RECORDS FOR THIS TASK:
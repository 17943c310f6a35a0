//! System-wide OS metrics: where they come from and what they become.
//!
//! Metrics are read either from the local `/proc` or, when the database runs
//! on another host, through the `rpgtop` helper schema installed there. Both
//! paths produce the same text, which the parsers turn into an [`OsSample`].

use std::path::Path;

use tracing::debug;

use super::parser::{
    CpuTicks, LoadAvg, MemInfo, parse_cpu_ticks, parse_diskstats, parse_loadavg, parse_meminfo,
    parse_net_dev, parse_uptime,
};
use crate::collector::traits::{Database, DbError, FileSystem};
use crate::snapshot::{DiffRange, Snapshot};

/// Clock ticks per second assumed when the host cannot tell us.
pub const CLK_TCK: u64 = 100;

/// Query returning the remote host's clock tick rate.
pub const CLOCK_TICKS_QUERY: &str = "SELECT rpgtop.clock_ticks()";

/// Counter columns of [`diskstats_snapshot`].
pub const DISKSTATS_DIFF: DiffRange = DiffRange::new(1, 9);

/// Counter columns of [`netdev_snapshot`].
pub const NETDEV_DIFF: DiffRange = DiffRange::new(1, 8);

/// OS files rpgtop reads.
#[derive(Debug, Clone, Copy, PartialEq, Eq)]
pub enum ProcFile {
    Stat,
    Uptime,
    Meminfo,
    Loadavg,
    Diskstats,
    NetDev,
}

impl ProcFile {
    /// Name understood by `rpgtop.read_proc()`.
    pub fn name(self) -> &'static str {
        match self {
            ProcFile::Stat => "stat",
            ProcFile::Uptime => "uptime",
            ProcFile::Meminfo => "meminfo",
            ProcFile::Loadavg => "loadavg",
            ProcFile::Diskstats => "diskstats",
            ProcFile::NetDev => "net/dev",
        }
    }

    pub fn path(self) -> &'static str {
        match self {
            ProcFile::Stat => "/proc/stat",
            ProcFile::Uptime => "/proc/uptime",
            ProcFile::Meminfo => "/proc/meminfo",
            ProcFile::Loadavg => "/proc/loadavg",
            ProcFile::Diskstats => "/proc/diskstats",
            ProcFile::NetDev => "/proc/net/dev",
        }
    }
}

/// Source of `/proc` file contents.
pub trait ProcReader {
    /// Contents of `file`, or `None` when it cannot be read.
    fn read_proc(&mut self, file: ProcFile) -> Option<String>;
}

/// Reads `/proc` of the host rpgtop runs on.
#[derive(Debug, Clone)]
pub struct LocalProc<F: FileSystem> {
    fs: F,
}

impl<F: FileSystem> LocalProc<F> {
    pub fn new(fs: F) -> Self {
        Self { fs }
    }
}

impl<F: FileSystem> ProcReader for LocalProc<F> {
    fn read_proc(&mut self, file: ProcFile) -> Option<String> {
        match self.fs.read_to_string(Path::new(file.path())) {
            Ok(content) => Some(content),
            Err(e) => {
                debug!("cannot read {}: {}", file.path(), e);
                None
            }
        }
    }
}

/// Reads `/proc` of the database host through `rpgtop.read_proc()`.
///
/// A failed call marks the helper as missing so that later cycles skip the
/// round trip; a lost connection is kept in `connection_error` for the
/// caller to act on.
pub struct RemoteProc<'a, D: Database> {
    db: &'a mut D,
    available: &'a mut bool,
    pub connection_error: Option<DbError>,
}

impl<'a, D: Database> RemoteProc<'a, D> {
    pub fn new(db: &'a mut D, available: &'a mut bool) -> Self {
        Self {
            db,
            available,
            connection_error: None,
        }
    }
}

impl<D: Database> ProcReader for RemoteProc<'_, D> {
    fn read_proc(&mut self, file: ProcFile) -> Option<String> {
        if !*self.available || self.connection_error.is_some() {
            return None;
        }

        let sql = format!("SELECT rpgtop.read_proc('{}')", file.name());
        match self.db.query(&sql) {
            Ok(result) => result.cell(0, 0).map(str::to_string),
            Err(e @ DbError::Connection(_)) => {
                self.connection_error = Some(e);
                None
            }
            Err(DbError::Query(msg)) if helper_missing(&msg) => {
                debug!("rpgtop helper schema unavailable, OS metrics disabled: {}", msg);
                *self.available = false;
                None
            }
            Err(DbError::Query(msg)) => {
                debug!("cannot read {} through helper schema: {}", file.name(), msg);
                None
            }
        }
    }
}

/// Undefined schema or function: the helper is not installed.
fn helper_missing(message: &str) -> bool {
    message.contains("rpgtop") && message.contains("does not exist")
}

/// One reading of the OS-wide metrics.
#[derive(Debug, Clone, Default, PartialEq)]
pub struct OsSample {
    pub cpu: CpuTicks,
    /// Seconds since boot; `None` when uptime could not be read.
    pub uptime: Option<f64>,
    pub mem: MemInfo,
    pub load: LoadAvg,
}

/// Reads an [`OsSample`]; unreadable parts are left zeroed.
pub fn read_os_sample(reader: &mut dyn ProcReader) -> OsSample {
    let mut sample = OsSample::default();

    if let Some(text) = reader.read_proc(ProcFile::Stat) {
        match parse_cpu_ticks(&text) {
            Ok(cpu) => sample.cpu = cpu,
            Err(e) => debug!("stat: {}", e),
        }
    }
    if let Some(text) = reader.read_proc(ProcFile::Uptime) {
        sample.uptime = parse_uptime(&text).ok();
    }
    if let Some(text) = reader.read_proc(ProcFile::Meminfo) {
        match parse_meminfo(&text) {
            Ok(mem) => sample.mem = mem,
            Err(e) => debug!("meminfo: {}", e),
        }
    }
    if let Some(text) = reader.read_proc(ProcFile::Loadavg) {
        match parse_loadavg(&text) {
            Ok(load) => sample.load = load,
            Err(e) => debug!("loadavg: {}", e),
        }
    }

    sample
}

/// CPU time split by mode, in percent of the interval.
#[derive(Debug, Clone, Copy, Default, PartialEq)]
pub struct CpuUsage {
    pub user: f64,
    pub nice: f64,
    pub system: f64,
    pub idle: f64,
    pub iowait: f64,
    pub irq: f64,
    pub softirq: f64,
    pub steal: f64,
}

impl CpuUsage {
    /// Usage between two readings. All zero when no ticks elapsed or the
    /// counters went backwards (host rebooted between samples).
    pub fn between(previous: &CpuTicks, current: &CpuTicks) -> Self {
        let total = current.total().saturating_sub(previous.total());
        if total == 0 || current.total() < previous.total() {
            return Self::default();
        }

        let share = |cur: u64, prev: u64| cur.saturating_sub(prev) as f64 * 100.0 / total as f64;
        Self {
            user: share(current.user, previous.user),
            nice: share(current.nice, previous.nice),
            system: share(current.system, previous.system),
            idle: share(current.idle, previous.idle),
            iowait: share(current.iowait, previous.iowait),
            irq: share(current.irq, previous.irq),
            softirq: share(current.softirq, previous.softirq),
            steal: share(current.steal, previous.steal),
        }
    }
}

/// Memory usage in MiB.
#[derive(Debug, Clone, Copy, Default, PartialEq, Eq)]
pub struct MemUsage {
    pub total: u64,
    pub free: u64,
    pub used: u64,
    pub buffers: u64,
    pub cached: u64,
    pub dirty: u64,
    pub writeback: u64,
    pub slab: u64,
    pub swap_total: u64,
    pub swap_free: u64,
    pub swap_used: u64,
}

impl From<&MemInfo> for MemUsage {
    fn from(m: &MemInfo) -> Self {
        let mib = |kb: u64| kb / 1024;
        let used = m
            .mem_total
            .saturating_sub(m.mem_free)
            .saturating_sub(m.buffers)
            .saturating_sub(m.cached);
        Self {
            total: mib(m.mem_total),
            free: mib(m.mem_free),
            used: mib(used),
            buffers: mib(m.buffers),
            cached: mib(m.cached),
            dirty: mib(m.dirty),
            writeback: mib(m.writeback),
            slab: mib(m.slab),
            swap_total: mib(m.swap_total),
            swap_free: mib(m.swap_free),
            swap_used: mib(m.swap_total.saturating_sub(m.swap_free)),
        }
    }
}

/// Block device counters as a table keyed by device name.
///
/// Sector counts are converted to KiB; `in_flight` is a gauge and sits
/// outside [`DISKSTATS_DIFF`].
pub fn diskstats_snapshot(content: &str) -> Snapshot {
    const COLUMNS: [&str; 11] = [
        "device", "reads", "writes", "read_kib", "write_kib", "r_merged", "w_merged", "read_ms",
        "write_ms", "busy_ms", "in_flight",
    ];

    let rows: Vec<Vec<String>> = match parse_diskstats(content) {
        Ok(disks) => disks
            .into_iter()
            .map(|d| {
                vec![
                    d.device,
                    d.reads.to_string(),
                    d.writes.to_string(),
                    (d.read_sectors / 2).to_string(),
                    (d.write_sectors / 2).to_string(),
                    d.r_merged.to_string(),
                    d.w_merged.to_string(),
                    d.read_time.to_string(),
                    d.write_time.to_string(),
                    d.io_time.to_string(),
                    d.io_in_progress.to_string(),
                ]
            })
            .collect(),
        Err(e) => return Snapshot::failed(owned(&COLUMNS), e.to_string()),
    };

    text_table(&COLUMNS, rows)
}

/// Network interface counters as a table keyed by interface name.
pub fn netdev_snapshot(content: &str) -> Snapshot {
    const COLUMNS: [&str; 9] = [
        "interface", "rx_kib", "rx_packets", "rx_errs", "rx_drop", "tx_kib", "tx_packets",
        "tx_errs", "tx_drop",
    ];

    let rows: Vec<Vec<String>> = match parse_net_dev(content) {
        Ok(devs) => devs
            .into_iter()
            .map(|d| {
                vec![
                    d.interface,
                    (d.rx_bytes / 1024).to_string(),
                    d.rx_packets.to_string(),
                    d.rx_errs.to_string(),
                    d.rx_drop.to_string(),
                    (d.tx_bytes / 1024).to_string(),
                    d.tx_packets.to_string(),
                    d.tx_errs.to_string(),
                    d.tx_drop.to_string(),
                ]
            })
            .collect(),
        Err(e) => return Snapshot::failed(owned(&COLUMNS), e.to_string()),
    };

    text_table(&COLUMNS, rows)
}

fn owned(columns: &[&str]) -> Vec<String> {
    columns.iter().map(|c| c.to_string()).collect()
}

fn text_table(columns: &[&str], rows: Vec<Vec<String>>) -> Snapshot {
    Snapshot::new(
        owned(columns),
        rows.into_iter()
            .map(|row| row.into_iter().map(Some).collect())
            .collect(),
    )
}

--

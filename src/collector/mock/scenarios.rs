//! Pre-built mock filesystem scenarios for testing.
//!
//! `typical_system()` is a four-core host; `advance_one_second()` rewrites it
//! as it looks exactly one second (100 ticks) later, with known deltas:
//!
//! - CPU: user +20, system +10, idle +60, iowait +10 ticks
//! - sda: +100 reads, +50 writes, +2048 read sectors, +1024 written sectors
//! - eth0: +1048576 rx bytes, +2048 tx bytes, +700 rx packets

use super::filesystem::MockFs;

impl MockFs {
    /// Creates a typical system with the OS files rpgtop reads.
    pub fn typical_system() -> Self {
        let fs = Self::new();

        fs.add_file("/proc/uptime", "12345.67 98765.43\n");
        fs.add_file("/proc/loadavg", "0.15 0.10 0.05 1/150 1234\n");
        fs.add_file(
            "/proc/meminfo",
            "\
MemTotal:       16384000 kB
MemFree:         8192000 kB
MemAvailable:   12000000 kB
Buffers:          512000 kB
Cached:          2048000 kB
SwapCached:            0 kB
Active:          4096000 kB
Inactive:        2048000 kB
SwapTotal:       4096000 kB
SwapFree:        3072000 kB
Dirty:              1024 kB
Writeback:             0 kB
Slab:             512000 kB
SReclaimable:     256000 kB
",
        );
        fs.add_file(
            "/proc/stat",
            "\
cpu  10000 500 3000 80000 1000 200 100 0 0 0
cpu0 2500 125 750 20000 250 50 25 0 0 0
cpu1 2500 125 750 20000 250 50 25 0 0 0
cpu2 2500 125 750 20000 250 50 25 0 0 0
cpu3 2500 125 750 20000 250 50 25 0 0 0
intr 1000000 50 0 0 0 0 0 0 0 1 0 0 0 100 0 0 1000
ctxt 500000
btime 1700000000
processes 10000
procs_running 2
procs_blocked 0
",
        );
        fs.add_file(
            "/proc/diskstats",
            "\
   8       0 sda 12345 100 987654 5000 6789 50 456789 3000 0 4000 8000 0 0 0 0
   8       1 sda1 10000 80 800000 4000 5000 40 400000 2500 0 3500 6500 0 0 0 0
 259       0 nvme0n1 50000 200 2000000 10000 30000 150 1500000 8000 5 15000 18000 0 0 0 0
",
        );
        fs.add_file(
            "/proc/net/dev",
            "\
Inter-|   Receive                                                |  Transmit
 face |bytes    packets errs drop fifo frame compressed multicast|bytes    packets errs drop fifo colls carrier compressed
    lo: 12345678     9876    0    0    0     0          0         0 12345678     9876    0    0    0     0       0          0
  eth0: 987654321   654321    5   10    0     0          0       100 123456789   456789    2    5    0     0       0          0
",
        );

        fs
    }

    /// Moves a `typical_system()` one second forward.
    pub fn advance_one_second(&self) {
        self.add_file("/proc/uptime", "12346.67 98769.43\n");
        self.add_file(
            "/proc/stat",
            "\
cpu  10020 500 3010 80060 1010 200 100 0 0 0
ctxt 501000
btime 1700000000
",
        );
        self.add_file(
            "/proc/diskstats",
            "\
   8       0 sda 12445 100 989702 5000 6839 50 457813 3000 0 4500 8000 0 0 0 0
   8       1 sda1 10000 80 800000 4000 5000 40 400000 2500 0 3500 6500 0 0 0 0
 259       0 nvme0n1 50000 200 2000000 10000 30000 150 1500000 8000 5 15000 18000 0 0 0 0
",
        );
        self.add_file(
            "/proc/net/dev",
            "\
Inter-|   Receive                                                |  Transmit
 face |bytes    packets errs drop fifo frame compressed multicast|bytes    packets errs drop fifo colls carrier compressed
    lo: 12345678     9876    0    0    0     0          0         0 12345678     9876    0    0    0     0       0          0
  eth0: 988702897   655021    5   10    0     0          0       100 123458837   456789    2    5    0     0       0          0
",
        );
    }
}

YOUR GOAL: Could you write out, exactly as they stand, only the lines above that begin at the line with "pub struct OsSample" and stop after the line with "are left zeroed."?

YOUR SOLUTION:
pub struct OsSample {
    pub cpu: CpuTicks,
    /// Seconds since boot; `None` when uptime could not be read.
    pub uptime: Option<f64>,
    pub mem: MemInfo,
    pub load: LoadAvg,
}

/// Reads an [`OsSample`]; unreadable parts are left zeroed.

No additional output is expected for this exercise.